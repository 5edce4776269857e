//! KeyValue and Session Service Tests
//!
//! Covers full-replacement KV semantics, the per-invocation capabilities
//! handshake and session-scoped statistics.

use std::collections::BTreeMap;
use std::sync::Arc;

use prost::Message;
use tonic::{Code, Request};
use xcelerate_protocol::cas::casdb_service_server::CasdbService;
use xcelerate_protocol::cas::{CasDataId, CasGetRequest};
use xcelerate_protocol::keyvalue::key_value_db_server::KeyValueDb;
use xcelerate_protocol::keyvalue::{
    get_value_response, GetValueRequest, GetValueResponse, PutValueRequest, Value,
};
use xcelerate_protocol::remote_execution::RequestMetadata;
use xcelerate_protocol::session::session_server::Session;
use xcelerate_protocol::session::{GetSessionStatsRequest, SetSessionRequest};
use xcelerate_proxy::headers::{APP_ID_HEADER, REQUEST_METADATA_HEADER};
use xcelerate_proxy::{keys, Credentials, MemoryRemote, Proxy};

fn setup() -> (MemoryRemote, Proxy) {
    let remote = MemoryRemote::new();
    let credentials = Credentials {
        tool_name: "xcelerate".to_string(),
        ..Default::default()
    };
    let proxy = Proxy::new(credentials, Arc::new(remote.clone()));
    (remote, proxy)
}

fn entries(pairs: &[(&str, &[u8])]) -> BTreeMap<String, Vec<u8>> {
    pairs
        .iter()
        .map(|(k, v)| (k.to_string(), v.to_vec()))
        .collect()
}

fn put_value(key: &[u8], pairs: &[(&str, &[u8])]) -> Request<PutValueRequest> {
    Request::new(PutValueRequest {
        key: key.to_vec(),
        value: Some(Value {
            entries: entries(pairs),
        }),
    })
}

fn get_value(key: &[u8]) -> Request<GetValueRequest> {
    Request::new(GetValueRequest { key: key.to_vec() })
}

fn value_of(response: GetValueResponse) -> BTreeMap<String, Vec<u8>> {
    assert_eq!(response.outcome(), get_value_response::Outcome::Success);
    match response.contents {
        Some(get_value_response::Contents::Value(value)) => value.entries,
        other => panic!("expected value, got {:?}", other),
    }
}

fn set_session(invocation_id: &str, app_slug: &str) -> Request<SetSessionRequest> {
    Request::new(SetSessionRequest {
        invocation_id: invocation_id.to_string(),
        app_slug: app_slug.to_string(),
        build_slug: String::new(),
        step_slug: String::new(),
    })
}

fn cas_get(id: u8) -> Request<CasGetRequest> {
    Request::new(CasGetRequest {
        cas_id: Some(CasDataId::from_bytes(vec![id; 32])),
        write_to_disk: false,
    })
}

fn invocation_of(metadata: &tonic::metadata::MetadataMap) -> String {
    let raw = metadata
        .get_bin(REQUEST_METADATA_HEADER)
        .unwrap()
        .to_bytes()
        .unwrap();
    RequestMetadata::decode(raw).unwrap().tool_invocation_id
}

// =============================================================================
// KeyValue
// =============================================================================

#[tokio::test]
async fn test_put_value_then_get_value() {
    let (remote, proxy) = setup();
    let kv = proxy.kv_service();

    let put = kv.put_value(put_value(b"k", &[("a", b"1")])).await.unwrap().into_inner();
    assert!(put.error.is_none());
    assert!(remote.blob(&keys::kv_key(b"k")).is_some());

    let got = value_of(kv.get_value(get_value(b"k")).await.unwrap().into_inner());
    assert_eq!(got, entries(&[("a", b"1")]));
}

#[tokio::test]
async fn test_put_value_replaces_whole_map() {
    let (_remote, proxy) = setup();
    let kv = proxy.kv_service();

    kv.put_value(put_value(b"k", &[("a", b"1")])).await.unwrap();
    kv.put_value(put_value(b"k", &[("b", b"2")])).await.unwrap();

    let got = value_of(kv.get_value(get_value(b"k")).await.unwrap().into_inner());
    assert_eq!(got, entries(&[("b", b"2")]));
}

#[tokio::test]
async fn test_get_value_missing_is_key_not_found() {
    let (_remote, proxy) = setup();

    let response = proxy
        .kv_service()
        .get_value(get_value(b"absent"))
        .await
        .unwrap()
        .into_inner();

    assert_eq!(response.outcome(), get_value_response::Outcome::KeyNotFound);
    assert_eq!(proxy.session().snapshot().stats().snapshot().misses, 1);
}

#[tokio::test]
async fn test_get_value_with_invalid_key_bytes_is_error() {
    let (remote, proxy) = setup();
    remote.insert(keys::kv_key(b"k"), vec![1u8, 1, 0xff, 0]);

    let response = proxy
        .kv_service()
        .get_value(get_value(b"k"))
        .await
        .unwrap()
        .into_inner();

    assert_eq!(response.outcome(), get_value_response::Outcome::Error);
}

#[tokio::test]
async fn test_put_value_failure_reports_error() {
    let (remote, proxy) = setup();
    remote.fail_writes_after(0, tonic::Status::unavailable("down"));

    let response = proxy
        .kv_service()
        .put_value(put_value(b"k", &[("a", b"1")]))
        .await
        .unwrap()
        .into_inner();

    assert!(response.error.unwrap().description.contains("down"));
    assert_eq!(remote.blob_count(), 0);
}

#[tokio::test]
async fn test_get_value_remote_cancelled_is_error() {
    let (remote, proxy) = setup();
    remote.fail_reads(tonic::Status::cancelled("stream reset by store"));

    let response = proxy
        .kv_service()
        .get_value(get_value(b"k"))
        .await
        .unwrap()
        .into_inner();

    assert_eq!(response.outcome(), get_value_response::Outcome::Error);
    assert_eq!(proxy.session().snapshot().stats().snapshot().misses, 0);
}

// =============================================================================
// Capabilities handshake
// =============================================================================

#[tokio::test]
async fn test_handshake_once_per_invocation() {
    let (remote, proxy) = setup();
    let session = proxy.session_service();
    let cas = proxy.cas_service();

    session.set_session(set_session("inv-A", "")).await.unwrap();
    assert_eq!(remote.capabilities_calls(), 0);

    cas.get(cas_get(1)).await.unwrap();
    cas.get(cas_get(2)).await.unwrap();
    assert_eq!(remote.capabilities_calls(), 1);

    session.set_session(set_session("inv-B", "")).await.unwrap();
    cas.get(cas_get(3)).await.unwrap();
    assert_eq!(remote.capabilities_calls(), 2);

    let handshakes = remote.capability_headers();
    assert_eq!(invocation_of(&handshakes[0]), "inv-A");
    assert_eq!(invocation_of(&handshakes[1]), "inv-B");
}

#[tokio::test]
async fn test_concurrent_first_calls_share_one_handshake() {
    let (remote, proxy) = setup();
    let kv = Arc::new(proxy.kv_service());

    let mut tasks = tokio::task::JoinSet::new();
    for i in 0..8u8 {
        let kv = Arc::clone(&kv);
        tasks.spawn(async move { kv.get_value(get_value(&[i])).await });
    }
    while let Some(joined) = tasks.join_next().await {
        joined.unwrap().unwrap();
    }

    assert_eq!(remote.capabilities_calls(), 1);
}

#[tokio::test]
async fn test_failed_handshake_is_internal_and_retried() {
    let (remote, proxy) = setup();
    let cas = proxy.cas_service();
    remote.fail_capabilities(tonic::Status::unauthenticated("bad token"));

    let status = cas.get(cas_get(1)).await.unwrap_err();
    assert_eq!(status.code(), Code::Internal);
    assert!(remote.reads().is_empty());

    remote.clear_failures();
    cas.get(cas_get(1)).await.unwrap();
    assert_eq!(remote.capabilities_calls(), 1);
}

#[tokio::test]
async fn test_session_headers_follow_set_session() {
    let (remote, proxy) = setup();
    let session = proxy.session_service();
    let cas = proxy.cas_service();

    session.set_session(set_session("inv-A", "app-1")).await.unwrap();
    cas.get(cas_get(1)).await.unwrap();
    session.set_session(set_session("inv-B", "app-2")).await.unwrap();
    cas.get(cas_get(1)).await.unwrap();

    let calls = remote.call_headers();
    assert_eq!(calls[0].get(APP_ID_HEADER).unwrap(), "app-1");
    assert_eq!(invocation_of(&calls[0]), "inv-A");
    assert_eq!(calls[1].get(APP_ID_HEADER).unwrap(), "app-2");
    assert_eq!(invocation_of(&calls[1]), "inv-B");
}

#[tokio::test]
async fn test_empty_invocation_id_is_generated() {
    let (remote, proxy) = setup();

    proxy
        .session_service()
        .set_session(set_session("", ""))
        .await
        .unwrap();
    proxy.cas_service().get(cas_get(1)).await.unwrap();

    let invocation = invocation_of(&remote.capability_headers()[0]);
    assert!(uuid::Uuid::parse_str(&invocation).is_ok(), "{}", invocation);
}

// =============================================================================
// Session stats
// =============================================================================

#[tokio::test]
async fn test_stats_count_transfers_and_reset_on_set_session() {
    let (_remote, proxy) = setup();
    let session = proxy.session_service();
    let kv = proxy.kv_service();

    kv.put_value(put_value(b"k", &[("a", b"1")])).await.unwrap();
    kv.get_value(get_value(b"k")).await.unwrap();
    kv.get_value(get_value(b"missing")).await.unwrap();

    let stats = session
        .get_session_stats(Request::new(GetSessionStatsRequest {}))
        .await
        .unwrap()
        .into_inner();
    // count + len("a") "a" + len("1") "1"
    assert_eq!(stats.uploaded_bytes, 5);
    assert_eq!(stats.downloaded_bytes, 5);
    assert_eq!(stats.hits, 1);
    assert_eq!(stats.misses, 1);

    session.set_session(set_session("inv-next", "")).await.unwrap();
    let stats = session
        .get_session_stats(Request::new(GetSessionStatsRequest {}))
        .await
        .unwrap()
        .into_inner();
    assert_eq!(
        (stats.uploaded_bytes, stats.downloaded_bytes, stats.hits, stats.misses),
        (0, 0, 0, 0)
    );
}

----------

Give back the lines above exactly, from the one with "assert_eq!(stats.misses, 1);" through the last line.

    assert_eq!(stats.misses, 1);

    session.set_session(set_session("inv-next", "")).await.unwrap();
    let stats = session
        .get_session_stats(Request::new(GetSessionStatsRequest {}))
        .await
        .unwrap()
        .into_inner();
    assert_eq!(
        (stats.uploaded_bytes, stats.downloaded_bytes, stats.hits, stats.misses),
        (0, 0, 0, 0)
    );
}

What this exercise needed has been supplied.